I, on the other hand, grew up in apartheid South Africa in an upper-middle-class family with all the privileges it afforded. My parents stayed married until my father died recently at the age of eighty-nine. I had fifty years with him and was right by his side to say goodbye.
Our family was respected and revered due to my father’s position in the community, both through his work and extensive volunteer commitments. I was given every opportunity to further myself.
The only things we had in common were that we were both born in the Southern Hemisphere to descendants of Western European immigrants and the black sheep of our respective families.
I still felt connected.
I listened to the 1976 recording again and again, falling more in love with the activist, philanthropist, and advocate for the working class with each drop of the needle.
I needed more. I needed to know more. I bought her biography, Eva Peron
by Alicia Dujovne Ortiz, and consumed it. I wasn’t much of a reader in those days so that was significant.

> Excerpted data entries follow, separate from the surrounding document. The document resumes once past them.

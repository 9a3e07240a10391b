//! HTTP control API for a presentation layer
//!
//! - GET /session - Session status
//! - POST /session/connect - Join the room
//! - POST /session/disconnect - Leave the room
//! - POST /session/audio/enable - Unmute
//! - POST /session/audio/disable - Mute
//! - GET /session/transcript - Transcript so far
//! - GET /health - Health check

mod handlers;
mod routes;
mod state;

pub use routes::create_router;
pub use state::AppState;
use super::backend::{AudioBackend, AudioBackendConfig, AudioFrame};
use crate::error::DeviceError;
use anyhow::{Context, Result};
use hound::WavReader;
use std::path::{Path, PathBuf};
use std::time::Duration;
use tokio::sync::mpsc;
use tokio_util::sync::CancellationToken;
use tracing::{debug, info};

pub struct AudioFile {
    pub path: String,
    pub duration_seconds: f64,
    pub sample_rate: u32,
    pub channels: u16,
    pub samples: Vec<i16>,
}

impl AudioFile {
    pub fn open(path: impl AsRef<Path>) -> Result<Self> {
        let path = path.as_ref();
        info!("Opening audio file: {}", path.display());

        let reader = WavReader::open(path).context("Failed to open WAV file")?;

        let spec = reader.spec();
        let samples: Vec<i16> = reader
            .into_samples::<i16>()
            .collect::<Result<Vec<_>, _>>()
            .context("Failed to read audio samples")?;

        let duration_seconds =
            samples.len() as f64 / (spec.sample_rate as f64 * spec.channels as f64);

        info!(
            "Audio file loaded: {:.1}s, {}Hz, {} channels, {} samples",
            duration_seconds,
            spec.sample_rate,
            spec.channels,
            samples.len()
        );

        Ok(Self {
            path: path.display().to_string(),
            duration_seconds,
            sample_rate: spec.sample_rate,
            channels: spec.channels,
            samples,
        })
    }

    /// Split into frames of `frame_ms` milliseconds (last one may be shorter)
    pub fn frames(&self, frame_ms: u64) -> Vec<AudioFrame> {
        let channels = self.channels.max(1) as usize;
        let per_frame = ((self.sample_rate as u64 * frame_ms / 1000) as usize).max(1) * channels;

        self.samples
            .chunks(per_frame)
            .enumerate()
            .map(|(i, chunk)| AudioFrame {
                samples: chunk.to_vec(),
                sample_rate: self.sample_rate,
                channels: self.channels,
                timestamp_ms: i as u64 * frame_ms,
            })
            .collect()
    }
}

/// Replays a WAV file at real-time pace, standing in for a microphone
pub struct FileBackend {
    path: PathBuf,
    config: AudioBackendConfig,
    cancel: Option<CancellationToken>,
}

impl FileBackend {
    pub fn new(path: impl Into<PathBuf>, config: AudioBackendConfig) -> Self {
        Self {
            path: path.into(),
            config,
            cancel: None,
        }
    }
}

#[async_trait::async_trait]
impl AudioBackend for FileBackend {
    async fn start(&mut self) -> Result<mpsc::Receiver<AudioFrame>, DeviceError> {
        if self.is_capturing() {
            return Err(DeviceError::Capture("capture already running".to_string()));
        }

        let file = AudioFile::open(&self.path)
            .map_err(|e| DeviceError::Unavailable(format!("{:#}", e)))?;
        let frame_ms = self.config.buffer_duration_ms.max(1);
        let frames = file.frames(frame_ms);

        let (tx, rx) = mpsc::channel(32);
        let cancel = CancellationToken::new();
        let task_cancel = cancel.clone();

        tokio::spawn(async move {
            let mut ticker = tokio::time::interval(Duration::from_millis(frame_ms));
            for frame in frames {
                tokio::select! {
                    _ = task_cancel.cancelled() => break,
                    _ = ticker.tick() => {
                        if tx.send(frame).await.is_err() {
                            break;
                        }
                    }
                }
            }
            debug!("File playback finished");
        });

        self.cancel = Some(cancel);
        Ok(rx)
    }

    async fn stop(&mut self) -> Result<(), DeviceError> {
        if let Some(cancel) = self.cancel.take() {
            cancel.cancel();
        }
        Ok(())
    }

    fn is_capturing(&self) -> bool {
        self.cancel
            .as_ref()
            .map(|c| !c.is_cancelled())
            .unwrap_or(false)
    }

    fn name(&self) -> &str {
        "file"
    }
}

The more I learned, the further away I spiralled from the character Ché’s point of view. There was no circus, no show. The mourning for the woman who meant everything to the downtrodden, the poverty-stricken, the forgotten people of post-war Argentina was real.
For over thirty years, I respected and admired the South American icon, not paying her much attention in my daily life but always knowing she was there within me.
The meeting
Thirty-four years after our first encounter, I finally got a chance to visit her as I made my way to Buenos Aires.
Exhausted from the epic twenty-four-hour bus trip that had carried me from Tôrres in South Brazil to Argentina’s capital, the first place I headed was Casa Rosada. The pink palatial mansion is located at the end of Avenida de Mayo, one of the city’s most famous streets, connecting the Congreso De La Nación Argentina, the office of the vice-president, to Casa Rosada, the office of the president.
As I’m not drawn to politics, this fact was of no interest to me. I desperately needed to lay my eyes on the balcony where my beloved Evita delivered her famous speech to the Descamisados on October 17, 1951, after her husband, Juan Perón, became president.
While the words penned by Tim Rice in the famous hit song, Don’t Cry For Me Argentina, do not remotely emulate Eva’s actual speech on that spring day, it was his words that echoed in my head as I basked in the energy of the columned terrace floating above me.
And as for fortune, and as for fame
I never invited them in
Though it seemed to the world they were all I desired
They are illusions, they’re not the solutions they promised to be
The answer was here all the time
I love you, and hope you love me
Don’t cry for me, Argentina— Lyrics by Tim Rice
And so I looked up and thanked Eva Perón for all she had done, for the woman she had become, for the activist and advocate she was, and for the impact she had made on me.
Saying goodbye
A few weeks later, I made my way to Recoleta Cemetery to see Evita’s final resting place. After wandering down row after row of remarkable tombs and graves, many housing the remains of some of Argentina’s most notable people, I saved the best for last.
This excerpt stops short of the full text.